The prime minister also called for a reconfiguration of supply chains from “just in time” to “just in case” models, while outlining seven critical areas needing attention.
“Our economy is now 3.4 percent larger than when the pandemic struck, and around 260,000 more Australians are in work compared with where we were before COVID-19,” he said.
The prime minister pointed to Canada’s 0.5 percent employment growth rate and 0.1 percent GDP growth in the December quarter compared to pre-pandemic levels.
“Prior to the pandemic, Australia had sustained a world record in, by some accounts, of over 28 years of uninterrupted economic growth,” he said. “Now this was unmatched by other advanced economies, both in terms of duration and the rate of growth.”
“That’s why, frankly, I’ve never really been in the, and caught up in the hoopla, of the ‘Build Back Better’ camp, that opportunistically sees the post-COVID recovery as some opportunity to replace our market-based, business-led growth economic system, with a government-centred reimagination of global capitalism,” he added.
Morrison emphasised that “capitalism didn’t break” and it was because the “world got hit by a global pandemic.”
“My concern is that the alternative to our government, a Labor government, with the Greens, if elected, would seek to snatch the reins back, following the lead of their political fellow travellers in countries overseas.”
Currently, the Biden administration in the United States, Prime Ministers Boris Johnson in the UK, and Justin Trudeau in Canada have all adopted the “Build Back Better” (BBB) motto for their policy platforms earmarking heavy government spending (and involvement) across major industries as a means to drive economic growth and investment.
The alternative approach to BBB, adopted notably by the former Reagan and Trump administrations, was to help businesses grow via cutting taxes, reducing regulation, and incentivising investment.
“A strong private sector continues to be our first line of defence,” Morrison said. “A good example was the looming shortage last Christmas of AdBlue.”
“China’s decision to suspend urea exports, from which we make AdBlue, had the potential to shut down our trucking network,” he said. “We took immediate action to intervene, reaching an agreement with Incitec Pivot to convert Gibson Island in Brisbane from the manufacture of agriculture grade urea to produce AdBlue and higher-grade refined urea.”

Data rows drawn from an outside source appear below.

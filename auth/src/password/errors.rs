use thiserror::Error;

/// Error type for password hash operations.
///
/// A parse or decode failure on a stored hash is always an error, distinct
/// from a wrong password (which verifies to `false` without an error).
#[derive(Debug, Clone, Error, PartialEq, Eq)]
pub enum HashError {
    #[error("invalid password hash format")]
    InvalidFormat,

    #[error("unsupported hash algorithm `{0}`")]
    AlgorithmMismatch(String),

    #[error("unsupported key derivation version `{0}`")]
    VersionMismatch(u32),

    #[error("invalid hash parameters: {0}")]
    InvalidParams(String),

    #[error("key derivation failed: {0}")]
    DerivationFailed(String),
}
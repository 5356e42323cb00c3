use thiserror::Error;

use crate::domain::account::errors::StoreError;
use crate::domain::authorization::errors::AccessError;

/// Error for ProjectId parsing failures
#[derive(Debug, Clone, Error, PartialEq, Eq)]
pub enum ProjectIdError {
    #[error("Invalid UUID format: {0}")]
    InvalidFormat(String),
}

/// Error for unknown visibility strings
#[derive(Debug, Clone, Error, PartialEq, Eq)]
pub enum VisibilityError {
    #[error("Unknown project visibility `{0}`")]
    Unknown(String),
}

/// Top-level error for project operations.
#[derive(Debug, Error)]
pub enum ProjectError {
    #[error(transparent)]
    Access(#[from] AccessError),

    #[error("project store error: {0}")]
    Store(#[from] StoreError),
}
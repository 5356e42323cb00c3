use std::sync::Arc;

use crate::domain::account::models::AccountId;
use crate::domain::authorization::errors::AccessError;
use crate::domain::authorization::guard::AuthorizationGuard;
use crate::domain::authorization::models::PermissionLevel;
use crate::domain::authorization::ports::PermissionStore;
use crate::domain::project::errors::ProjectError;
use crate::domain::project::models::NewProject;
use crate::domain::project::models::NewSample;
use crate::domain::project::models::Project;
use crate::domain::project::models::ProjectId;
use crate::domain::project::models::ProjectWithPermission;
use crate::domain::project::ports::ProjectRepository;

/// Permission levels allowed to add content to a project.
const WRITE_LEVELS: [PermissionLevel; 3] = [
    PermissionLevel::Owner,
    PermissionLevel::Admin,
    PermissionLevel::ReadWrite,
];

/// Permission levels allowed to manage other accounts' grants.
const GRANT_LEVELS: [PermissionLevel; 2] = [PermissionLevel::Owner, PermissionLevel::Admin];

/// Project operations, each gated by the authorization guard before any
/// mutating work happens.
pub struct ProjectService<PR, PS>
where
    PR: ProjectRepository,
    PS: PermissionStore,
{
    repository: Arc<PR>,
    guard: Arc<AuthorizationGuard<PS>>,
}

impl<PR, PS> ProjectService<PR, PS>
where
    PR: ProjectRepository,
    PS: PermissionStore,
{
    pub fn new(repository: Arc<PR>, guard: Arc<AuthorizationGuard<PS>>) -> Self {
        Self { repository, guard }
    }

    /// Create a project owned by the current account.
    ///
    /// The project row and the creator's `Owner` grant are written in one
    /// transaction by the repository.
    ///
    /// # Errors
    /// * `Access(NotAuthenticated)` - No one is logged in
    /// * `Store` - Repository failure; nothing was created
    pub async fn create_project(&self, new: NewProject) -> Result<ProjectId, ProjectError> {
        let creator = self.guard.require_authenticated().await?;

        let project = Project {
            id: ProjectId::new(),
            creator,
            label: new.label,
            description: new.description,
            visibility: new.visibility,
        };
        self.repository.create_with_owner(&project).await?;

        tracing::info!(project = %project.id, creator = %creator, "project created");
        Ok(project.id)
    }

    /// Add samples to a project.
    ///
    /// The permission check resolves before any write; an empty batch is a
    /// no-op after the check.
    ///
    /// # Errors
    /// * `Access` - Not authenticated, or no write-level grant on the project
    /// * `Store` - Repository failure; no partial batch is left behind
    pub async fn create_samples(
        &self,
        project: &ProjectId,
        samples: Vec<NewSample>,
    ) -> Result<(), ProjectError> {
        let creator = self.guard.require_permission(project, &WRITE_LEVELS).await?;

        if samples.is_empty() {
            return Ok(());
        }

        self.repository
            .insert_samples(project, &creator, &samples)
            .await?;

        tracing::info!(project = %project, count = samples.len(), "samples created");
        Ok(())
    }

    /// Grant or update another account's permission on a project.
    ///
    /// # Errors
    /// * `Access` - Not authenticated, or caller holds neither owner nor
    ///   admin on the project
    /// * `Store` - Repository failure
    pub async fn grant_permission(
        &self,
        project: &ProjectId,
        account: &AccountId,
        level: PermissionLevel,
    ) -> Result<(), ProjectError> {
        self.guard.require_permission(project, &GRANT_LEVELS).await?;

        self.repository
            .set_permission(project, account, level)
            .await?;

        tracing::info!(project = %project, account = %account, level = %level, "permission granted");
        Ok(())
    }

    /// Fetch a project together with the caller's permission on it.
    ///
    /// # Returns
    /// `None` when no such project exists
    ///
    /// # Errors
    /// * `Access` - Not authenticated, or the caller holds no grant on an
    ///   existing project
    /// * `Store` - Repository failure
    pub async fn project_with_permission(
        &self,
        id: &ProjectId,
    ) -> Result<Option<ProjectWithPermission>, ProjectError> {
        self.guard.require_authenticated().await?;

        let Some(project) = self.repository.find(id).await? else {
            return Ok(None);
        };

        let Some(permission) = self.guard.permission_on(id).await? else {
            return Err(ProjectError::Access(AccessError::InsufficientPermissions));
        };

        Ok(Some(ProjectWithPermission {
            project,
            permission,
        }))
    }

    /// All projects created by the current account.
    pub async fn my_projects(&self) -> Result<Vec<Project>, ProjectError> {
        let account = self.guard.require_authenticated().await?;
        Ok(self.repository.list_created_by(&account).await?)
    }
}
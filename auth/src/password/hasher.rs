use argon2::Algorithm;
use argon2::Argon2;
use argon2::Params;
use argon2::Version;
use base64::engine::general_purpose::STANDARD_NO_PAD;
use base64::Engine;
use rand::rngs::OsRng;
use rand::RngCore;
use subtle::ConstantTimeEq;

use super::errors::HashError;

/// Algorithm identifier embedded in encoded hashes.
const ALGORITHM_ID: &str = "argon2id";

/// Argon2 version this build derives with (0x13 = 19).
const KDF_VERSION: u32 = 0x13;

/// Salt length in bytes for freshly encoded hashes.
const SALT_LENGTH: usize = 64;

/// Tunable Argon2id cost parameters.
///
/// The defaults are what new hashes are encoded with. Verification always
/// uses the parameters recovered from the stored hash, so defaults can be
/// raised without invalidating existing credentials.
#[derive(Debug, Clone, PartialEq, Eq)]
pub struct HashParams {
    /// Memory cost in KiB units.
    pub memory_kib: u32,
    /// Iteration count (time cost).
    pub iterations: u32,
    /// Degree of parallelism (lanes).
    pub parallelism: u32,
    /// Derived key length in bytes.
    pub output_length: usize,
}

impl Default for HashParams {
    fn default() -> Self {
        Self {
            memory_kib: 64 * 1024,
            iterations: 2,
            parallelism: 4,
            output_length: 512,
        }
    }
}

/// Password hashing implementation.
///
/// Derives salted Argon2id hashes and serializes them as a single
/// self-describing string:
///
/// ```text
/// $argon2id$v=19$m=65536,t=2,p=4$<base64 salt>$<base64 hash>
/// ```
///
/// with unpadded standard base64. This is the only form a hash is ever
/// persisted in.
pub struct PasswordHasher {
    params: HashParams,
}

impl PasswordHasher {
    /// Create a hasher with the default cost parameters.
    pub fn new() -> Self {
        Self {
            params: HashParams::default(),
        }
    }

    /// Create a hasher with explicit cost parameters.
    pub fn with_params(params: HashParams) -> Self {
        Self { params }
    }

    /// Hash a plaintext password with a fresh random salt.
    ///
    /// # Arguments
    /// * `password` - Plaintext password to hash
    ///
    /// # Returns
    /// Encoded hash string carrying algorithm id, version, cost parameters,
    /// salt, and derived key
    ///
    /// # Errors
    /// * `InvalidParams` - Configured cost parameters rejected by the KDF
    /// * `DerivationFailed` - Key derivation failed
    pub fn encode(&self, password: &str) -> Result<String, HashError> {
        let mut salt = [0u8; SALT_LENGTH];
        OsRng.fill_bytes(&mut salt);

        let key = derive_key(password.as_bytes(), &salt, &self.params)?;

        Ok(format!(
            "${}$v={}$m={},t={},p={}${}${}",
            ALGORITHM_ID,
            KDF_VERSION,
            self.params.memory_kib,
            self.params.iterations,
            self.params.parallelism,
            STANDARD_NO_PAD.encode(salt),
            STANDARD_NO_PAD.encode(key),
        ))
    }

    /// Verify a password against a stored encoded hash.
    ///
    /// Re-derives the key with the salt and cost parameters recovered from
    /// the stored string, not this hasher's defaults, and compares in
    /// constant time.
    ///
    /// # Arguments
    /// * `password` - Plaintext password to verify
    /// * `encoded` - Stored hash string
    ///
    /// # Returns
    /// `true` if the password matches, `false` otherwise
    ///
    /// # Errors
    /// * `InvalidFormat` - Wrong field count, unparsable parameters, or
    ///   invalid base64
    /// * `AlgorithmMismatch` - Hash was produced by a different algorithm
    /// * `VersionMismatch` - Hash was produced by a different KDF version
    pub fn verify(&self, password: &str, encoded: &str) -> Result<bool, HashError> {
        let decoded = DecodedHash::parse(encoded)?;
        let candidate = derive_key(password.as_bytes(), &decoded.salt, &decoded.params)?;
        Ok(candidate.ct_eq(&decoded.key).into())
    }
}

impl Default for PasswordHasher {
    fn default() -> Self {
        Self::new()
    }
}

/// Parameters, salt, and key recovered from an encoded hash string.
struct DecodedHash {
    params: HashParams,
    salt: Vec<u8>,
    key: Vec<u8>,
}

impl DecodedHash {
    fn parse(encoded: &str) -> Result<Self, HashError> {
        let fields: Vec<&str> = encoded.split('$').collect();
        // Leading '$' yields an empty first field; six fields total.
        if fields.len() != 6 || !fields[0].is_empty() {
            return Err(HashError::InvalidFormat);
        }

        if fields[1] != ALGORITHM_ID {
            return Err(HashError::AlgorithmMismatch(fields[1].to_string()));
        }

        let version: u32 = fields[2]
            .strip_prefix("v=")
            .and_then(|v| v.parse().ok())
            .ok_or(HashError::InvalidFormat)?;
        if version != KDF_VERSION {
            return Err(HashError::VersionMismatch(version));
        }

        let (memory_kib, iterations, parallelism) = parse_cost_field(fields[3])?;

        let salt = STANDARD_NO_PAD
            .decode(fields[4])
            .map_err(|_| HashError::InvalidFormat)?;
        let key = STANDARD_NO_PAD
            .decode(fields[5])
            .map_err(|_| HashError::InvalidFormat)?;

        Ok(Self {
            params: HashParams {
                memory_kib,
                iterations,
                parallelism,
                output_length: key.len(),
            },
            salt,
            key,
        })
    }
}

/// Parse the `m=<memory>,t=<iterations>,p=<parallelism>` field.
fn parse_cost_field(field: &str) -> Result<(u32, u32, u32), HashError> {
    let mut parts = field.split(',');
    let memory = parse_cost_part(parts.next(), "m=")?;
    let iterations = parse_cost_part(parts.next(), "t=")?;
    let parallelism = parse_cost_part(parts.next(), "p=")?;
    if parts.next().is_some() {
        return Err(HashError::InvalidFormat);
    }
    Ok((memory, iterations, parallelism))
}

fn parse_cost_part(part: Option<&str>, prefix: &str) -> Result<u32, HashError> {
    part.and_then(|p| p.strip_prefix(prefix))
        .and_then(|v| v.parse().ok())
        .ok_or(HashError::InvalidFormat)
}

fn derive_key(password: &[u8], salt: &[u8], params: &HashParams) -> Result<Vec<u8>, HashError> {
    let cost = Params::new(
        params.memory_kib,
        params.iterations,
        params.parallelism,
        Some(params.output_length),
    )
    .map_err(|e| HashError::InvalidParams(e.to_string()))?;

    let argon2 = Argon2::new(Algorithm::Argon2id, Version::V0x13, cost);

    let mut key = vec![0u8; params.output_length];
    argon2
        .hash_password_into(password, salt, &mut key)
        .map_err(|e| HashError::DerivationFailed(e.to_string()))?;
    Ok(key)
}
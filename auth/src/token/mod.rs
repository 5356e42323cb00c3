pub mod errors;
pub mod file;
pub mod issuer;

pub use errors::CredentialFileError;
pub use file::CredentialFile;
pub use file::RememberedSession;
pub use issuer::SessionToken;
pub use issuer::TokenIssuer;
pub mod errors;
pub mod hasher;

pub use errors::HashError;
pub use hasher::HashParams;
pub use hasher::PasswordHasher;
pub mod config;
pub mod domain;
pub mod outbound;

pub use domain::account;
pub use domain::authorization;
pub use outbound::repositories;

Morrison said targeted support highlighted the role government should play without overreaching its mandate.
The prime minister also outlined seven supply chain categories needing attention: semiconductors; agricultural chemicals; water treatment chemicals; telecommunications equipment; plastics; pharmaceuticals; and personal protective equipment (PPE).
Under the Supply Chain Resilience Initiative, the government engages in “fore sighting” by analysing supply chain vulnerabilities before they become a problem and then organising a response.

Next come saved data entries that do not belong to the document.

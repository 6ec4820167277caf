// src/document.rs

use std::fs;
use std::path::Path;

use crate::utils::error::ParseError;

/// Extracted content of a single statement page.
#[derive(Debug, Clone, Default)]
pub struct PageContent {
    /// 1-indexed page number.
    pub page_number: usize,
    /// Whitespace-normalized text lines, empty lines dropped.
    pub lines: Vec<String>,
}

/// The per-page plain text of one statement, as produced by the upstream
/// extraction collaborator. Binary document decoding (decryption, layout
/// geometry, text-run ordering) happens before this boundary.
#[derive(Debug, Clone, Default)]
pub struct ExtractedDocument {
    pub pages: Vec<PageContent>,
}

impl ExtractedDocument {
    /// Builds a document from raw page texts, normalizing whitespace and
    /// dropping empty lines on the way in.
    pub fn from_page_texts<S: AsRef<str>>(pages: &[S]) -> Self {
        let pages = pages
            .iter()
            .enumerate()
            .map(|(idx, text)| PageContent {
                page_number: idx + 1,
                lines: clean_lines(text.as_ref()),
            })
            .collect();
        Self { pages }
    }

    pub fn total_pages(&self) -> usize {
        self.pages.len()
    }

    pub fn line_count(&self) -> usize {
        self.pages.iter().map(|p| p.lines.len()).sum()
    }

    /// Iterates all lines across pages in document order.
    pub fn iter_lines(&self) -> impl Iterator<Item = &str> {
        self.pages
            .iter()
            .flat_map(|p| p.lines.iter().map(String::as_str))
    }
}

/// Reads a pre-extracted text dump from disk. Pages are separated by
/// form-feed (`\x0c`), the convention of common text extractors.
///
/// The optional passphrase belongs to the upstream extraction boundary; a
/// pre-extracted dump is never encrypted, so it is accepted and ignored here.
pub fn load_text_file(path: &Path, passphrase: Option<&str>) -> Result<ExtractedDocument, ParseError> {
    let bytes = fs::read(path)?;
    let text = String::from_utf8(bytes)
        .map_err(|_| ParseError::Unreadable(format!("{} is not valid UTF-8 text", path.display())))?;

    if text.starts_with("%PDF") {
        return Err(ParseError::Unreadable(format!(
            "{} is a binary PDF; extract its text before parsing",
            path.display()
        )));
    }
    if passphrase.is_some() {
        tracing::debug!("passphrase supplied; unused for pre-extracted text input");
    }

    let page_texts: Vec<&str> = text.split('\x0c').collect();
    Ok(ExtractedDocument::from_page_texts(&page_texts))
}

fn clean_lines(text: &str) -> Vec<String> {
    text.lines()
        .map(|line| line.split_whitespace().collect::<Vec<_>>().join(" "))
        .filter(|line| !line.is_empty())
        .collect()
}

“We’ve already made significant progress. We’ve secured an agreement with Moderna to establish mRNA manufacturing in Australia in Victoria, with the Victorian Government—the first facility outside of Europe and North America to be able to do this,” Morrison said.
Supply chain vulnerabilities have come to the fore amid pandemic-induced lockdowns and geopolitical issues like trade coercion from Beijing. Fuel supplies and PPE were two areas where supply chains were heavily impacted.
“In this new era, we can’t just be thinking about ‘just in time' supply. We need to be thinking about a ‘just in case’ model, which supports greater diversification and larger inventories of key goods,” the prime minister said.
“Trusted partners, of course, critical. That is the world we are living in now—and we all know that supply chain disruptions are lower when we plan and we prepare for them.”